Collected data entries

□ □ □ □

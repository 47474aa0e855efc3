use super::error::{CouchDaoError, CouchResult};

/// Database used when `COUCH_DB` is not set.
pub const DEFAULT_DATABASE: &str = "planning_poker";

/// Connection settings of the CouchDB record store.
#[derive(Debug, Clone)]
pub struct CouchConfig {
    pub base_url: String,
    pub database: String,
    pub credentials: Option<(String, String)>,
}

impl CouchConfig {
    pub fn new(base_url: impl Into<String>, database: impl Into<String>) -> Self {
        Self {
            base_url: base_url.into(),
            database: database.into(),
            credentials: None,
        }
    }

    /// Read `COUCH_BASE_URL`, `COUCH_DB`, `COUCH_USERNAME` and `COUCH_PASSWORD`.
    pub fn from_env() -> CouchResult<Self> {
        Self::from_lookup(|key| std::env::var(key).ok())
    }

    /// Build the configuration from an arbitrary variable source.
    ///
    /// Credentials are only used when both halves are present.
    pub fn from_lookup(lookup: impl Fn(&str) -> Option<String>) -> CouchResult<Self> {
        let base_url = lookup("COUCH_BASE_URL")
            .filter(|value| !value.trim().is_empty())
            .ok_or(CouchDaoError::MissingEnvVar {
                var: "COUCH_BASE_URL",
            })?;
        let database = lookup("COUCH_DB")
            .filter(|value| !value.trim().is_empty())
            .unwrap_or_else(|| DEFAULT_DATABASE.to_string());

        Ok(Self {
            base_url: base_url.trim_end_matches('/').to_string(),
            database,
            credentials: lookup("COUCH_USERNAME").zip(lookup("COUCH_PASSWORD")),
        })
    }

    /// Absolute URL of the configured database.
    pub fn database_url(&self) -> String {
        format!("{}/{}", self.base_url, self.database)
    }
}

#[cfg(test)]
mod tests {
    use std::collections::HashMap;

    use super::*;

    fn lookup(pairs: &[(&str, &str)]) -> impl Fn(&str) -> Option<String> {
        let vars: HashMap<String, String> = pairs
            .iter()
            .map(|(k, v)| (k.to_string(), v.to_string()))
            .collect();
        move |key: &str| vars.get(key).cloned()
    }

    #[test]
    fn base_url_is_required() {
        let err = CouchConfig::from_lookup(lookup(&[("COUCH_DB", "rooms")])).unwrap_err();
        assert!(matches!(
            err,
            CouchDaoError::MissingEnvVar {
                var: "COUCH_BASE_URL"
            }
        ));
    }

    #[test]
    fn database_defaults_and_trailing_slash_is_dropped() {
        let config =
            CouchConfig::from_lookup(lookup(&[("COUCH_BASE_URL", "http://couch:5984/")])).unwrap();
        assert_eq!(config.database, DEFAULT_DATABASE);
        assert_eq!(config.database_url(), "http://couch:5984/planning_poker");
        assert!(config.credentials.is_none());
    }

    #[test]
    fn credentials_need_both_halves() {
        let config = CouchConfig::from_lookup(lookup(&[
            ("COUCH_BASE_URL", "http://couch:5984"),
            ("COUCH_USERNAME", "admin"),
        ]))
        .unwrap();
        assert!(config.credentials.is_none());

        let config = CouchConfig::from_lookup(lookup(&[
            ("COUCH_BASE_URL", "http://couch:5984"),
            ("COUCH_USERNAME", "admin"),
            ("COUCH_PASSWORD", "secret"),
        ]))
        .unwrap();
        assert_eq!(
            config.credentials,
            Some(("admin".to_string(), "secret".to_string()))
        );
    }
}
use axum::{Json, http::StatusCode, response::IntoResponse};
use serde::Serialize;
use thiserror::Error;

use crate::{dao::storage::StorageError, state::phase::InvalidTransition};

/// Errors that can occur in service layer operations.
#[derive(Debug, Error)]
pub enum ServiceError {
    /// Storage backend is unavailable.
    #[error("storage unavailable")]
    Unavailable(#[source] StorageError),
    /// No record store is installed yet, the room cannot be loaded.
    #[error("storage unavailable (degraded mode)")]
    Degraded,
    /// Invalid input provided by the client.
    #[error("invalid input: {0}")]
    InvalidInput(String),
    /// Operation cannot be performed in the current state.
    #[error("invalid state: {0}")]
    InvalidState(String),
    /// Requested resource was not found.
    #[error("not found: {0}")]
    NotFound(String),
}

impl From<StorageError> for ServiceError {
    fn from(err: StorageError) -> Self {
        ServiceError::Unavailable(err)
    }
}

impl From<InvalidTransition> for ServiceError {
    fn from(err: InvalidTransition) -> Self {
        ServiceError::InvalidState(err.to_string())
    }
}

/// Application-level errors that are converted to HTTP responses.
#[derive(Debug, Error)]
pub enum AppError {
    /// Bad request with invalid input.
    #[error("bad request: {0}")]
    BadRequest(String),
    /// Requested resource not found.
    #[error("not found: {0}")]
    NotFound(String),
    /// Conflict with current state.
    #[error("conflict: {0}")]
    Conflict(String),
    /// Service unavailable or degraded. The frontend shows its loading state.
    #[error("service unavailable: {0}")]
    ServiceUnavailable(String),
}

impl From<ServiceError> for AppError {
    fn from(err: ServiceError) -> Self {
        match err {
            ServiceError::Unavailable(source) => AppError::ServiceUnavailable(source.to_string()),
            ServiceError::Degraded => AppError::ServiceUnavailable("degraded mode".into()),
            ServiceError::InvalidInput(message) => AppError::BadRequest(message),
            ServiceError::InvalidState(message) => AppError::Conflict(message),
            ServiceError::NotFound(message) => AppError::NotFound(message),
        }
    }
}

#[derive(Serialize)]
struct ErrorBody {
    message: String,
}

impl IntoResponse for AppError {
    fn into_response(self) -> axum::response::Response {
        let status = match &self {
            AppError::BadRequest(_) => StatusCode::BAD_REQUEST,
            AppError::NotFound(_) => StatusCode::NOT_FOUND,
            AppError::Conflict(_) => StatusCode::CONFLICT,
            AppError::ServiceUnavailable(_) => StatusCode::SERVICE_UNAVAILABLE,
        };

        let payload = Json(ErrorBody {
            message: self.to_string(),
        });

        (status, payload).into_response()
    }
}

#[cfg(test)]
mod tests {
    use super::*;
    use crate::state::phase::RoomPhase;

    #[test]
    fn service_errors_map_to_status_codes() {
        let cases = [
            (ServiceError::Degraded, StatusCode::SERVICE_UNAVAILABLE),
            (
                ServiceError::InvalidInput("bad".into()),
                StatusCode::BAD_REQUEST,
            ),
            (
                ServiceError::NotFound("room".into()),
                StatusCode::NOT_FOUND,
            ),
            (
                RoomPhase::Setup
                    .transition_to(RoomPhase::Revealed)
                    .unwrap_err()
                    .into(),
                StatusCode::CONFLICT,
            ),
        ];

        for (err, status) in cases {
            let response = AppError::from(err).into_response();
            assert_eq!(response.status(), status);
        }
    }

    #[test]
    fn conflicts_from_storage_are_unavailable() {
        let err: ServiceError = StorageError::conflict("room::r1").into();
        assert_eq!(
            AppError::from(err).into_response().status(),
            StatusCode::SERVICE_UNAVAILABLE
        );
    }
}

□ □ □ □

The whole of the data above must be given again, unaltered and complete.

repository 47474aa0e855efc3
use super::error::{CouchDaoError, CouchResult};

/// Database used when `COUCH_DB` is not set.
pub const DEFAULT_DATABASE: &str = "planning_poker";

/// Connection settings of the CouchDB record store.
#[derive(Debug, Clone)]
pub struct CouchConfig {
    pub base_url: String,
    pub database: String,
    pub credentials: Option<(String, String)>,
}

impl CouchConfig {
    pub fn new(base_url: impl Into<String>, database: impl Into<String>) -> Self {
        Self {
            base_url: base_url.into(),
            database: database.into(),
            credentials: None,
        }
    }

    /// Read `COUCH_BASE_URL`, `COUCH_DB`, `COUCH_USERNAME` and `COUCH_PASSWORD`.
    pub fn from_env() -> CouchResult<Self> {
        Self::from_lookup(|key| std::env::var(key).ok())
    }

    /// Build the configuration from an arbitrary variable source.
    ///
    /// Credentials are only used when both halves are present.
    pub fn from_lookup(lookup: impl Fn(&str) -> Option<String>) -> CouchResult<Self> {
        let base_url = lookup("COUCH_BASE_URL")
            .filter(|value| !value.trim().is_empty())
            .ok_or(CouchDaoError::MissingEnvVar {
                var: "COUCH_BASE_URL",
            })?;
        let database = lookup("COUCH_DB")
            .filter(|value| !value.trim().is_empty())
            .unwrap_or_else(|| DEFAULT_DATABASE.to_string());

        Ok(Self {
            base_url: base_url.trim_end_matches('/').to_string(),
            database,
            credentials: lookup("COUCH_USERNAME").zip(lookup("COUCH_PASSWORD")),
        })
    }

    /// Absolute URL of the configured database.
    pub fn database_url(&self) -> String {
        format!("{}/{}", self.base_url, self.database)
    }
}

#[cfg(test)]
mod tests {
    use std::collections::HashMap;

    use super::*;

    fn lookup(pairs: &[(&str, &str)]) -> impl Fn(&str) -> Option<String> {
        let vars: HashMap<String, String> = pairs
            .iter()
            .map(|(k, v)| (k.to_string(), v.to_string()))
            .collect();
        move |key: &str| vars.get(key).cloned()
    }

    #[test]
    fn base_url_is_required() {
        let err = CouchConfig::from_lookup(lookup(&[("COUCH_DB", "rooms")])).unwrap_err();
        assert!(matches!(
            err,
            CouchDaoError::MissingEnvVar {
                var: "COUCH_BASE_URL"
            }
        ));
    }

    #[test]
    fn database_defaults_and_trailing_slash_is_dropped() {
        let config =
            CouchConfig::from_lookup(lookup(&[("COUCH_BASE_URL", "http://couch:5984/")])).unwrap();
        assert_eq!(config.database, DEFAULT_DATABASE);
        assert_eq!(config.database_url(), "http://couch:5984/planning_poker");
        assert!(config.credentials.is_none());
    }

    #[test]
    fn credentials_need_both_halves() {
        let config = CouchConfig::from_lookup(lookup(&[
            ("COUCH_BASE_URL", "http://couch:5984"),
            ("COUCH_USERNAME", "admin"),
        ]))
        .unwrap();
        assert!(config.credentials.is_none());

        let config = CouchConfig::from_lookup(lookup(&[
            ("COUCH_BASE_URL", "http://couch:5984"),
            ("COUCH_USERNAME", "admin"),
            ("COUCH_PASSWORD", "secret"),
        ]))
        .unwrap();
        assert_eq!(
            config.credentials,
            Some(("admin".to_string(), "secret".to_string()))
        );
    }
}
use axum::{Json, http::StatusCode, response::IntoResponse};
use serde::Serialize;
use thiserror::Error;

use crate::{dao::storage::StorageError, state::phase::InvalidTransition};

/// Errors that can occur in service layer operations.
#[derive(Debug, Error)]
pub enum ServiceError {
    /// Storage backend is unavailable.
    #[error("storage unavailable")]
    Unavailable(#[source] StorageError),
    /// No record store is installed yet, the room cannot be loaded.
    #[error("storage unavailable (degraded mode)")]
    Degraded,
    /// Invalid input provided by the client.
    #[error("invalid input: {0}")]
    InvalidInput(String),
    /// Operation cannot be performed in the current state.
    #[error("invalid state: {0}")]
    InvalidState(String),
    /// Requested resource was not found.
    #[error("not found: {0}")]
    NotFound(String),
}

impl From<StorageError> for ServiceError {
    fn from(err: StorageError) -> Self {
        ServiceError::Unavailable(err)
    }
}

impl From<InvalidTransition> for ServiceError {
    fn from(err: InvalidTransition) -> Self {
        ServiceError::InvalidState(err.to_string())
    }
}

/// Application-level errors that are converted to HTTP responses.
#[derive(Debug, Error)]
pub enum AppError {
    /// Bad request with invalid input.
    #[error("bad request: {0}")]
    BadRequest(String),
    /// Requested resource not found.
    #[error("not found: {0}")]
    NotFound(String),
    /// Conflict with current state.
    #[error("conflict: {0}")]
    Conflict(String),
    /// Service unavailable or degraded. The frontend shows its loading state.
    #[error("service unavailable: {0}")]
    ServiceUnavailable(String),
}

impl From<ServiceError> for AppError {
    fn from(err: ServiceError) -> Self {
        match err {
            ServiceError::Unavailable(source) => AppError::ServiceUnavailable(source.to_string()),
            ServiceError::Degraded => AppError::ServiceUnavailable("degraded mode".into()),
            ServiceError::InvalidInput(message) => AppError::BadRequest(message),
            ServiceError::InvalidState(message) => AppError::Conflict(message),
            ServiceError::NotFound(message) => AppError::NotFound(message),
        }
    }
}

#[derive(Serialize)]
struct ErrorBody {
    message: String,
}

impl IntoResponse for AppError {
    fn into_response(self) -> axum::response::Response {
        let status = match &self {
            AppError::BadRequest(_) => StatusCode::BAD_REQUEST,
            AppError::NotFound(_) => StatusCode::NOT_FOUND,
            AppError::Conflict(_) => StatusCode::CONFLICT,
            AppError::ServiceUnavailable(_) => StatusCode::SERVICE_UNAVAILABLE,
        };

        let payload = Json(ErrorBody {
            message: self.to_string(),
        });

        (status, payload).into_response()
    }
}

#[cfg(test)]
mod tests {
    use super::*;
    use crate::state::phase::RoomPhase;

    #[test]
    fn service_errors_map_to_status_codes() {
        let cases = [
            (ServiceError::Degraded, StatusCode::SERVICE_UNAVAILABLE),
            (
                ServiceError::InvalidInput("bad".into()),
                StatusCode::BAD_REQUEST,
            ),
            (
                ServiceError::NotFound("room".into()),
                StatusCode::NOT_FOUND,
            ),
            (
                RoomPhase::Setup
                    .transition_to(RoomPhase::Revealed)
                    .unwrap_err()
                    .into(),
                StatusCode::CONFLICT,
            ),
        ];

        for (err, status) in cases {
            let response = AppError::from(err).into_response();
            assert_eq!(response.status(), status);
        }
    }

    #[test]
    fn conflicts_from_storage_are_unavailable() {
        let err: ServiceError = StorageError::conflict("room::r1").into();
        assert_eq!(
            AppError::from(err).into_response().status(),
            StatusCode::SERVICE_UNAVAILABLE
        );
    }
}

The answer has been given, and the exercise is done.